BEGIN DATA RECORDS
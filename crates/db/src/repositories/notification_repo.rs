//! Repository for the `notifications` table.

use openmic_core::notification::Notification;
use openmic_core::types::DbId;
use sqlx::{PgPool, Postgres, QueryBuilder};

use crate::models::notification::NotificationRow;

/// Column list for `notifications` queries.
const COLUMNS: &str = "id, recipient_id, notification_type, title, message, event_id, \
    time_slot_id, is_read, created_at";

/// Provides CRUD operations for notifications.
pub struct NotificationRepo;

impl NotificationRepo {
    /// Insert a batch of notifications in one statement.
    ///
    /// Returns the number of rows inserted.
    pub async fn insert_many(
        pool: &PgPool,
        notifications: &[Notification],
    ) -> Result<u64, sqlx::Error> {
        if notifications.is_empty() {
            return Ok(0);
        }

        let mut builder: QueryBuilder<Postgres> = QueryBuilder::new(
            "INSERT INTO notifications (id, recipient_id, notification_type, title, message, \
                 event_id, time_slot_id, is_read, created_at) ",
        );
        builder.push_values(notifications, |mut row, n| {
            row.push_bind(n.id)
                .push_bind(n.recipient_id)
                .push_bind(n.kind.as_str())
                .push_bind(&n.title)
                .push_bind(&n.message)
                .push_bind(n.event_id)
                .push_bind(n.time_slot_id)
                .push_bind(n.read)
                .push_bind(n.created_at);
        });

        let result = builder.build().execute(pool).await?;
        Ok(result.rows_affected())
    }

    /// List notifications for a recipient, newest first.
    ///
    /// When `unread_only` is `true`, only notifications with `is_read = false`
    /// are returned.
    pub async fn list_for_recipient(
        pool: &PgPool,
        recipient_id: DbId,
        unread_only: bool,
        limit: i64,
    ) -> Result<Vec<Notification>, sqlx::Error> {
        let filter = if unread_only {
            "AND is_read = false"
        } else {
            ""
        };
        let query = format!(
            "SELECT {COLUMNS} FROM notifications \
             WHERE recipient_id = $1 {filter} \
             ORDER BY created_at DESC, id DESC \
             LIMIT $2"
        );
        sqlx::query_as::<_, NotificationRow>(&query)
            .bind(recipient_id)
            .bind(limit)
            .fetch_all(pool)
            .await?
            .into_iter()
            .map(Notification::try_from)
            .collect()
    }

    pub async fn find_by_id(pool: &PgPool, id: DbId) -> Result<Option<Notification>, sqlx::Error> {
        let query = format!("SELECT {COLUMNS} FROM notifications WHERE id = $1");
        sqlx::query_as::<_, NotificationRow>(&query)
            .bind(id)
            .fetch_optional(pool)
            .await?
            .map(Notification::try_from)
            .transpose()
    }

    /// Get the number of unread notifications for a recipient.
    pub async fn unread_count(pool: &PgPool, recipient_id: DbId) -> Result<i64, sqlx::Error> {
        let count: Option<i64> = sqlx::query_scalar(
            "SELECT COUNT(*) FROM notifications WHERE recipient_id = $1 AND is_read = false",
        )
        .bind(recipient_id)
        .fetch_one(pool)
        .await?;
        Ok(count.unwrap_or(0))
    }

    /// Mark a single notification as read. Returns `true` if the row exists.
    pub async fn mark_read(pool: &PgPool, id: DbId) -> Result<bool, sqlx::Error> {
        let result = sqlx::query("UPDATE notifications SET is_read = true WHERE id = $1")
            .bind(id)
            .execute(pool)
            .await?;
        Ok(result.rows_affected() > 0)
    }

    /// Mark all unread notifications as read for a recipient.
    ///
    /// Returns the number of notifications that were marked read.
    pub async fn mark_all_read(pool: &PgPool, recipient_id: DbId) -> Result<u64, sqlx::Error> {
        let result = sqlx::query(
            "UPDATE notifications SET is_read = true \
             WHERE recipient_id = $1 AND is_read = false",
        )
        .bind(recipient_id)
        .execute(pool)
        .await?;
        Ok(result.rows_affected())
    }

    pub async fn delete(pool: &PgPool, id: DbId) -> Result<bool, sqlx::Error> {
        let result = sqlx::query("DELETE FROM notifications WHERE id = $1")
            .bind(id)
            .execute(pool)
            .await?;
        Ok(result.rows_affected() > 0)
    }
}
END DATA RECORDS
WORK TO COMPLETE:
The whole set of records needs to be written out exactly.

SOLUTION TO THIS TASK:
filename crates/db/src/repositories/notification_repo.rs
//! Repository for the `notifications` table.

use openmic_core::notification::Notification;
use openmic_core::types::DbId;
use sqlx::{PgPool, Postgres, QueryBuilder};

use crate::models::notification::NotificationRow;

/// Column list for `notifications` queries.
const COLUMNS: &str = "id, recipient_id, notification_type, title, message, event_id, \
    time_slot_id, is_read, created_at";

/// Provides CRUD operations for notifications.
pub struct NotificationRepo;

impl NotificationRepo {
    /// Insert a batch of notifications in one statement.
    ///
    /// Returns the number of rows inserted.
    pub async fn insert_many(
        pool: &PgPool,
        notifications: &[Notification],
    ) -> Result<u64, sqlx::Error> {
        if notifications.is_empty() {
            return Ok(0);
        }

        let mut builder: QueryBuilder<Postgres> = QueryBuilder::new(
            "INSERT INTO notifications (id, recipient_id, notification_type, title, message, \
                 event_id, time_slot_id, is_read, created_at) ",
        );
        builder.push_values(notifications, |mut row, n| {
            row.push_bind(n.id)
                .push_bind(n.recipient_id)
                .push_bind(n.kind.as_str())
                .push_bind(&n.title)
                .push_bind(&n.message)
                .push_bind(n.event_id)
                .push_bind(n.time_slot_id)
                .push_bind(n.read)
                .push_bind(n.created_at);
        });

        let result = builder.build().execute(pool).await?;
        Ok(result.rows_affected())
    }

    /// List notifications for a recipient, newest first.
    ///
    /// When `unread_only` is `true`, only notifications with `is_read = false`
    /// are returned.
    pub async fn list_for_recipient(
        pool: &PgPool,
        recipient_id: DbId,
        unread_only: bool,
        limit: i64,
    ) -> Result<Vec<Notification>, sqlx::Error> {
        let filter = if unread_only {
            "AND is_read = false"
        } else {
            ""
        };
        let query = format!(
            "SELECT {COLUMNS} FROM notifications \
             WHERE recipient_id = $1 {filter} \
             ORDER BY created_at DESC, id DESC \
             LIMIT $2"
        );
        sqlx::query_as::<_, NotificationRow>(&query)
            .bind(recipient_id)
            .bind(limit)
            .fetch_all(pool)
            .await?
            .into_iter()
            .map(Notification::try_from)
            .collect()
    }

    pub async fn find_by_id(pool: &PgPool, id: DbId) -> Result<Option<Notification>, sqlx::Error> {
        let query = format!("SELECT {COLUMNS} FROM notifications WHERE id = $1");
        sqlx::query_as::<_, NotificationRow>(&query)
            .bind(id)
            .fetch_optional(pool)
            .await?
            .map(Notification::try_from)
            .transpose()
    }

    /// Get the number of unread notifications for a recipient.
    pub async fn unread_count(pool: &PgPool, recipient_id: DbId) -> Result<i64, sqlx::Error> {
        let count: Option<i64> = sqlx::query_scalar(
            "SELECT COUNT(*) FROM notifications WHERE recipient_id = $1 AND is_read = false",
        )
        .bind(recipient_id)
        .fetch_one(pool)
        .await?;
        Ok(count.unwrap_or(0))
    }

    /// Mark a single notification as read. Returns `true` if the row exists.
    pub async fn mark_read(pool: &PgPool, id: DbId) -> Result<bool, sqlx::Error> {
        let result = sqlx::query("UPDATE notifications SET is_read = true WHERE id = $1")
            .bind(id)
            .execute(pool)
            .await?;
        Ok(result.rows_affected() > 0)
    }

    /// Mark all unread notifications as read for a recipient.
    ///
    /// Returns the number of notifications that were marked read.
    pub async fn mark_all_read(pool: &PgPool, recipient_id: DbId) -> Result<u64, sqlx::Error> {
        let result = sqlx::query(
            "UPDATE notifications SET is_read = true \
             WHERE recipient_id = $1 AND is_read = false",
        )
        .bind(recipient_id)
        .execute(pool)
        .await?;
        Ok(result.rows_affected())
    }

    pub async fn delete(pool: &PgPool, id: DbId) -> Result<bool, sqlx::Error> {
        let result = sqlx::query("DELETE FROM notifications WHERE id = $1")
            .bind(id)
            .execute(pool)
            .await?;
        Ok(result.rows_affected() > 0)
    }
}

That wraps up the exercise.